Viajes

La atracción de los lugares abandonados

En TourAffinity os hemos hablado de pueblos malditos y de viejas minas. Y nos gusta llevar a viajero a sitios poco corrientes, alejados de lo común. En esta línea, hoy traemos algunos lugares abandonados que provocarán una especial atracción al viajero.

Galicia, reino de lugares abandonados

Una de las comunidades autónomas con más pueblos abandonados es Galicia. Precisamente en A Coruña se encuentra la primera escapada que podemos hacer a uno de ellos: Oza-Cesuras. Allí hay un sanatorio que comenzaron a construir pero que nunca se acabó.

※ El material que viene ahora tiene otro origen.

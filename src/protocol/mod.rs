//! Wire message types.
//!
//! All frames are JSON text over a single WebSocket.
//!
//! # Protocol Overview
//!
//! | Message Type | Direction | Purpose |
//! |--------------|-----------|---------|
//! | `ClientFrame::Connect` | Client → Server | Identification handshake |
//! | `ClientFrame::Ping` | Client → Server | Heartbeat |
//! | `Control` | Server → Client | Ack, rejection, pong |
//! | `InboundMessage` | Server → Client | Feature-tagged application data |
//! | `OutboundEnvelope` | Client → Server | Page payload plus origin metadata |
//!
//! # Modules
//!
//! | Module | Description |
//! |--------|-------------|
//! | `frame` | Handshake and heartbeat frames |
//! | `message` | Inbound messages and outbound envelope |
//! | `params` | Connection and device parameters |

// ============================================================================
// Submodules
// ============================================================================

/// Handshake and heartbeat frames.
pub mod frame;

/// Inbound messages and outbound envelope.
pub mod message;

/// Connection and device parameters.
pub mod params;

// ============================================================================
// Re-exports
// ============================================================================

pub use frame::{ClientFrame, Control};
pub use message::{InboundMessage, OutboundEnvelope};
pub use params::{ConnectionParams, DeviceInfo, UserType};
//! The shared connection registry.
//!
//! One [`ConnectionRegistry`] owns at most one live transport and multiplexes
//! it across every page controller that holds a handle.
//!
//! # Architecture
//!
//! ```text
//! ┌──────────────────────────────────────────────┐
//! │              ConnectionRegistry              │
//! │  status ─► listeners (registration order)    │
//! │  retain count (interested controllers)       │
//! │  ┌────────────────────────────────────────┐  │
//! │  │ LiveSession: connection_id + LinkSender │  │
//! │  │ pump task: frames → MessageDispatcher   │  │
//! │  │            heartbeat pings              │  │
//! │  └────────────────────────────────────────┘  │
//! │  reconnect task (backoff)                    │
//! └──────────────────────────────────────────────┘
//! ```
//!
//! # Connection Lifecycle
//!
//! 1. `connect` - `Disconnected → Connecting`, open link, send `connect` frame
//! 2. Server ack - `Connecting → Connected`, pump task starts
//! 3. Link lost or heartbeat timeout - `Connected → Connecting`, backoff retries
//! 4. Retries exhausted - status stays `Error` until `connect` is called again
//! 5. `disconnect` (or last `release`) - close link, cancel timers, `→ Disconnected`
//!
//! No lock is held across an `.await`; every check-then-transition happens
//! inside one critical section.

// ============================================================================
// Submodules
// ============================================================================

/// Reconnect backoff schedule.
pub mod backoff;

/// Fluent registry builder.
pub mod builder;

/// Registry configuration.
pub mod config;

/// Connection status and listeners.
pub mod status;

mod pump;

// ============================================================================
// Imports
// ============================================================================

use std::collections::VecDeque;
use std::fmt;
use std::sync::atomic::{AtomicBool, Ordering};
use std::sync::{Arc, Weak};
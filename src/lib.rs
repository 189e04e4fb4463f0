//! Consult Realtime - shared, page-aware WebSocket connection layer.
//!
//! This library keeps one multiplexed realtime connection for every page of
//! the consultation application and decides, per route and auth state,
//! whether that connection should exist.
//!
//! # Architecture
//!
//! - **Registry**: owns the single transport, its status, reconnect backoff
//!   and heartbeat
//! - **Dispatcher**: routes each inbound frame to every handler whose
//!   feature filter accepts it
//! - **Policy**: resolves a route to a [`PageWebSocketConfig`] by
//!   longest segment prefix
//! - **Controller**: one per mounted page; connects, adopts, or releases
//!
//! Key design principles:
//!
//! - The registry is an injected handle, never a global
//! - Teardown is refcounted: the transport closes when the last page lets go
//! - Background failures surface as status, never as errors in page code
//!
//! # Quick Start
//!
//! ```no_run
//! use std::sync::Arc;
//!
//! use consult_realtime::{
//!     ConnectionRegistry, CurrentUser, DeviceInfo, PageConnectionController, PolicyTable,
//!     Result, StaticSession,
//! };
//!
//! #[tokio::main]
//! async fn main() -> Result<()> {
//!     let registry = ConnectionRegistry::builder()
//!         .url("wss://consult.example.com/ws")
//!         .build()?;
//!
//!     let session = Arc::new(StaticSession::signed_in(
//!         CurrentUser::new("42", "consultant"),
//!         "bearer-token",
//!     ));
//!
//!     let page = PageConnectionController::new(
//!         registry.clone(),
//!         Arc::new(PolicyTable::consultation()),
//!         session,
//!         Arc::new(DeviceInfo::default()),
//!         "/chat/12",
//!     );
//!
//!     page.evaluate().await;
//!     page.send_message(serde_json::json!({ "type": "chat_message", "content": "hello" }));
//!
//!     Ok(())
//! }
//! ```
//!
//! # Modules
//!
//! | Module | Description |
//! |--------|-------------|
//! | [`controller`] | Per-page orchestration |
//! | [`dispatch`] | Feature-filtered message handlers |
//! | [`error`] | Error types and [`Result`] alias |
//! | [`identifiers`] | Type-safe ID wrappers |
//! | [`policy`] | Route-to-connection policy table |
//! | [`protocol`] | Wire frames and handshake parameters |
//! | [`registry`] | The shared connection |
//! | [`session`] | Auth and device collaborators |
//! | [`transport`] | WebSocket and in-memory connectors |

// ============================================================================
// Modules
// ============================================================================

/// Per-page orchestration.
///
/// [`PageConnectionController`] binds route and auth changes to the shared
/// registry.
pub mod controller;

/// Feature-filtered message handlers.
pub mod dispatch;

/// Error types and result aliases.
///
/// All fallible operations return [`Result<T>`] which uses [`Error`].
pub mod error;

/// Type-safe identifiers.
///
/// Newtype wrappers prevent mixing incompatible IDs at compile time.
pub mod identifiers;

/// Route-to-connection policy table.
pub mod policy;

/// Wire frames and handshake parameters.
pub mod protocol;

/// The shared connection: status, reconnect, heartbeat.
pub mod registry;

/// Auth and device collaborators.
pub mod session;

/// WebSocket transport layer.
///
/// [`Connector`] implementations for real sockets and in-memory tests.
pub mod transport;

// ============================================================================
// Re-exports
// ============================================================================

// Controller types
pub use controller::{ConnectionDecision, ControllerPhase, Evaluation, PageConnectionController};

// Dispatch types
pub use dispatch::{DispatchReport, FeatureFilter, HandlerFn, MessageDispatcher, WILDCARD};

// Error types
pub use error::{Error, ErrorKind, Result};

// Identifier types
pub use identifiers::{ConnectionId, HandlerId, ListenerId};

// Policy types
pub use policy::{PageWebSocketConfig, PolicyTable, PolicyTableBuilder};

// Protocol types
pub use protocol::{ConnectionParams, DeviceInfo, InboundMessage, OutboundEnvelope, UserType};

// Registry types
pub use registry::{
    BackoffPolicy, ConnectOutcome, ConnectionRegistry, ConnectionStatus, RegistryBuilder,
    RegistryConfig, StatusChange, StatusListener,
};

// Session types
pub use session::{AuthProvider, CurrentUser, DeviceProvider, StaticSession};

// Transport types
pub use transport::{Connector, Link, LinkSender, MemoryConnector, TransportEvent, WsConnector};
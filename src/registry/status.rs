//! Connection status and status-change listeners.

// ============================================================================
// Imports
// ============================================================================

use std::fmt;
use std::panic::{AssertUnwindSafe, catch_unwind};
use std::sync::Arc;

use parking_lot::Mutex;
use serde::Serialize;
use tracing::warn;

use crate::dispatch::panic_message;
use crate::identifiers::ListenerId;

// ============================================================================
// ConnectionStatus
// ============================================================================

/// State of the shared connection.
#[derive(Debug, Clone, Copy, PartialEq, Eq, Hash, Default, Serialize)]
#[serde(rename_all = "lowercase")]
pub enum ConnectionStatus {
    /// No transport and no attempt in progress.
    #[default]
    Disconnected,
    /// An attempt (initial or reconnect) is in progress.
    Connecting,
    /// Handshake completed; frames flow.
    Connected,
    /// The last attempt failed.
    Error,
}

impl ConnectionStatus {
    /// Returns `true` if moving from `self` to `next` is a legal transition.
    ///
    /// `Disconnected → Connecting → (Connected | Error)`, and from
    /// `Connected`/`Error` only back to `Disconnected` or `Connecting`.
    /// An attempt may also be abandoned with `Connecting → Disconnected`.
    #[must_use]
    pub const fn can_transition_to(self, next: Self) -> bool {
        matches!(
            (self, next),
            (Self::Disconnected, Self::Connecting)
                | (Self::Connecting, Self::Connected | Self::Error | Self::Disconnected)
                | (Self::Connected | Self::Error, Self::Disconnected | Self::Connecting)
        )
    }

    /// Returns the lowercase name.
    #[must_use]
    pub const fn as_str(&self) -> &'static str {
        match self {
            Self::Disconnected => "disconnected",
            Self::Connecting => "connecting",
            Self::Connected => "connected",
            Self::Error => "error",
        }
    }
}

impl fmt::Display for ConnectionStatus {
    fn fmt(&self, f: &mut fmt::Formatter<'_>) -> fmt::Result {
        f.write_str(self.as_str())
    }
}

// ============================================================================
// StatusChange
// ============================================================================

/// One status transition.
#[derive(Debug, Clone, Copy, PartialEq, Eq)]
pub struct StatusChange {
    /// Status before the transition.
    pub previous: ConnectionStatus,
    /// Status after the transition.
    pub current: ConnectionStatus,
}

/// Status listener callback.
pub type StatusListener = Arc<dyn Fn(StatusChange) + Send + Sync>;

// ============================================================================
// StatusListeners
// ============================================================================

/// Ordered listener set.
#[derive(Default)]
pub(crate) struct StatusListeners {
    entries: Mutex<Vec<(ListenerId, StatusListener)>>,
}

impl StatusListeners {
    pub(crate) fn add(&self, listener: StatusListener) -> ListenerId {
        let id = ListenerId::next();
        self.entries.lock().push((id, listener));
        id
    }

    pub(crate) fn remove(&self, id: ListenerId) -> bool {
        let mut entries = self.entries.lock();
        let before = entries.len();
        entries.retain(|(entry, _)| *entry != id);
        before != entries.len()
    }

    #[cfg(test)]
    pub(crate) fn len(&self) -> usize {
        self.entries.lock().len()
    }

    /// Calls every listener in registration order; a panicking listener is
    /// logged and skipped.
    pub(crate) fn notify(&self, change: StatusChange) {
        let snapshot: Vec<(ListenerId, StatusListener)> = self.entries.lock().clone();
        for (id, listener) in snapshot {
            if let Err(panic) = catch_unwind(AssertUnwindSafe(|| listener(change))) {
                warn!(
                    listener = %id,
                    previous = %change.previous,
                    current = %change.current,
                    panic = %panic_message(panic.as_ref()),
                    "Status listener panicked"
                );
            }
        }
    }
}

// ============================================================================
// Tests
// ============================================================================
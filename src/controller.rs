//! Per-page connection orchestration.
//!
//! A [`PageConnectionController`] is created when a page mounts. It resolves
//! the page's policy, decides whether the shared connection should exist,
//! and mirrors the registry's status for the page.
//!
//! # Lifecycle
//!
//! ```text
//! Idle ──evaluate──► Evaluating ─┬─► Connecting ──► Connected
//!                                ├─► AlreadyConnected (adopted)
//!                                └─► Disconnecting ──► Idle
//! any ──unmount──► Unmounted
//! ```
//!
//! Interest in the connection is counted by the registry. A controller
//! retains before it connects or adopts, and releases when its policy or
//! auth no longer allows a connection, or when it unmounts. The transport
//! closes only when the last interest is released.

// ============================================================================
// Imports
// ============================================================================

use std::fmt;
use std::sync::{Arc, Weak};

use parking_lot::Mutex;
use serde_json::Value;
use tracing::{debug, info, warn};

use crate::dispatch::FeatureFilter;
use crate::error::{Error, ErrorKind, Result};
use crate::identifiers::{ConnectionId, HandlerId, ListenerId};
use crate::policy::{PageWebSocketConfig, PolicyTable};
use crate::protocol::{ConnectionParams, InboundMessage, OutboundEnvelope, UserType};
use crate::registry::{ConnectionRegistry, ConnectionStatus, StatusChange};
use crate::session::{AuthProvider, CurrentUser, DeviceProvider};

// ============================================================================
// ConnectionDecision
// ============================================================================

/// Whether a page should hold the shared connection.
#[derive(Debug, Clone, Copy, PartialEq, Eq)]
pub struct ConnectionDecision {
    /// The page wants a live connection.
    pub should_connect: bool,
    /// The page must not hold the connection.
    pub should_disconnect: bool,
}

impl ConnectionDecision {
    /// Derives the decision from policy and auth state.
    #[must_use]
    pub fn evaluate(config: &PageWebSocketConfig, has_user: bool, has_token: bool) -> Self {
        let authed = has_user && has_token;
        Self {
            should_connect: config.enabled
                && config.auto_connect
                && (!config.require_auth || authed),
            should_disconnect: !config.enabled
                || !config.auto_connect
                || (config.require_auth && !authed),
        }
    }
}

// ============================================================================
// ControllerPhase / Evaluation
// ============================================================================

/// What the controller last did.
#[derive(Debug, Clone, Copy, PartialEq, Eq, Default)]
pub enum ControllerPhase {
    /// Policy resolved, no action taken.
    #[default]
    Idle,
    /// Re-deriving the decision.
    Evaluating,
    /// Waiting for `connect` to finish.
    Connecting,
    /// Using a connection another page opened.
    AlreadyConnected,
    /// Holding a connection this controller connected.
    Connected,
    /// Releasing its interest.
    Disconnecting,
    /// Torn down.
    Unmounted,
}

/// Result of one evaluation.
#[derive(Debug, Clone, PartialEq, Eq)]
pub enum Evaluation {
    /// Holding a live connection.
    Connected(ConnectionId),
    /// Started using a live connection opened elsewhere.
    Adopted(ConnectionId),
    /// Another evaluation on this controller is already connecting.
    InFlight,
    /// Interest released; `remaining` controllers still hold it.
    Released {
        /// Interests left after the release.
        remaining: usize,
    },
    /// Nothing to do.
    Idle,
    /// The connect attempt failed; the registry retries in the background.
    Failed(ErrorKind),
    /// A newer navigation replaced this evaluation.
    Superseded,
    /// The controller has been unmounted.
    Unmounted,
}
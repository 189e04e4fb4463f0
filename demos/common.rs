//! Shared utilities for demos.
//!
//! - Command-line argument parsing
//! - Logging initialization
//! - Status and message printing

#![allow(dead_code)]

// ============================================================================
// Imports
// ============================================================================

use consult_realtime::{ConnectionRegistry, ConnectionStatus, InboundMessage};
use tracing_subscriber::EnvFilter;

// ============================================================================
// Types
// ============================================================================

/// Command-line arguments for demos.
#[derive(Debug, Clone)]
pub struct Args {
    pub debug: bool,
    /// Real server endpoint; the in-memory server is used when absent.
    pub url: Option<String>,
    pub user_id: String,
    pub token: String,
}

impl Args {
    /// Parse command-line arguments.
    pub fn parse() -> Self {
        let args: Vec<String> = std::env::args().collect();
        let value_of = |flag: &str| {
            args.iter()
                .position(|a| a == flag)
                .and_then(|i| args.get(i + 1))
                .cloned()
        };

        Self {
            debug: args.iter().any(|a| a == "--debug"),
            url: value_of("--url"),
            user_id: value_of("--user").unwrap_or_else(|| "42".to_string()),
            token: value_of("--token").unwrap_or_else(|| "demo-token".to_string()),
        }
    }
}

// ============================================================================
// Functions
// ============================================================================

/// Initialize tracing/logging.
pub fn init_logging(debug: bool) {
    let filter = if debug {
        "consult_realtime=debug"
    } else {
        "consult_realtime=info"
    };

    tracing_subscriber::fmt()
        .with_env_filter(EnvFilter::new(filter))
        .with_target(false)
        .init();
}

/// Print every status transition of `registry`.
pub fn print_status_changes(registry: &ConnectionRegistry) {
    registry.add_connection_status_listener(|change| {
        println!("        [status] {} -> {}", change.previous, change.current);
    });
}

/// Wait until `registry` reports `status`, or give up after `secs`.
pub async fn wait_for_status(registry: &ConnectionRegistry, status: ConnectionStatus, secs: u64) -> bool {
    let mut rx = registry.subscribe_status();
    tokio::time::timeout(
        std::time::Duration::from_secs(secs),
        rx.wait_for(|s| *s == status),
    )
    .await
    .is_ok_and(|r| r.is_ok())
}

/// Print a one-line summary of a message.
pub fn print_message(label: &str, message: &InboundMessage) {
    println!(
        "        [{label}] feature={} type={}",
        message.feature(),
        message.message_type().unwrap_or("?")
    );
}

Esto llevó a que poco después se proyectaran otros fines… que nunca llegaron a buen término.

Cayó en el deterioro, pero su aspecto fantasmal le otorga un atractivo especial. Pasear por la zona es muy grato, ya sea por echar un vistazo al ruinoso edificio o por recorrer el bosque que lo rodea.

Imagen de Galiciaunica.es

El fuerte prisión

En Navarra, el viajero puede visitar en el monte de San Cristóbal el fuerte con el mismo nombre. Lo construyeron para la defensa de la ciudad de Pamplona, pero nunca fue utilizado para ese fin. Al contrario, lo emplearon como prisión militar para republicanos, revolucionarios, políticos, etc.

El fuerte y sus terrenos ocupan una superficie de más de 600.000 metros cuadrados. Hace unos años se podía visitar por dentro, pero ahora ya no. Eso sí, siempre hay algún hueco por donde entrar (no lo recomendamos). Y aunque está abandonado es posible hacerse una idea de lo que fue en su día. Se pueden ver aún los calabozos, la iglesia, los depósitos de agua… Por supuesto, los alrededores también suponen un atractivo turístico.

Por eso, si la entrada se antoja imposible (que será lo más lógico), la visita no decepcionará. El exterior es espectacular. Lo rodea un enorme foso y se puede ver la cantidad de troneras que tiene la muralla para la defensa. De hecho, se tarda un buen rato en dar la vuelta a todo el fuerte. Sin duda es uno de esos lugares abandonados con mucha historia detrás.